▶ **WHAT YOU ARE ASKED TO DO**
An exact repetition of all the entries that follow is required.

Start of EXERCISE DATA

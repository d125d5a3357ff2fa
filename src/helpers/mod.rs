//! Helper Utilities
//!
//! Common utilities used across the library.

mod bounded;
mod fs;

pub use bounded::*;
pub use fs::*;
//! Layout Components
//!
//! Header and sidebar around the page content.

pub mod header;
pub mod sidebar;

pub use header::{Header, HeaderVariant};
pub use sidebar::Sidebar;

End of EXERCISE DATA

▶ **RESPONSE TO THIS EXERCISE**
repository d125d5a3357ff2fa
filename src/helpers/mod.rs
//! Helper Utilities
//!
//! Common utilities used across the library.

mod bounded;
mod fs;

pub use bounded::*;
pub use fs::*;
//! Layout Components
//!
//! Header and sidebar around the page content.

pub mod header;
pub mod sidebar;

pub use header::{Header, HeaderVariant};
pub use sidebar::Sidebar;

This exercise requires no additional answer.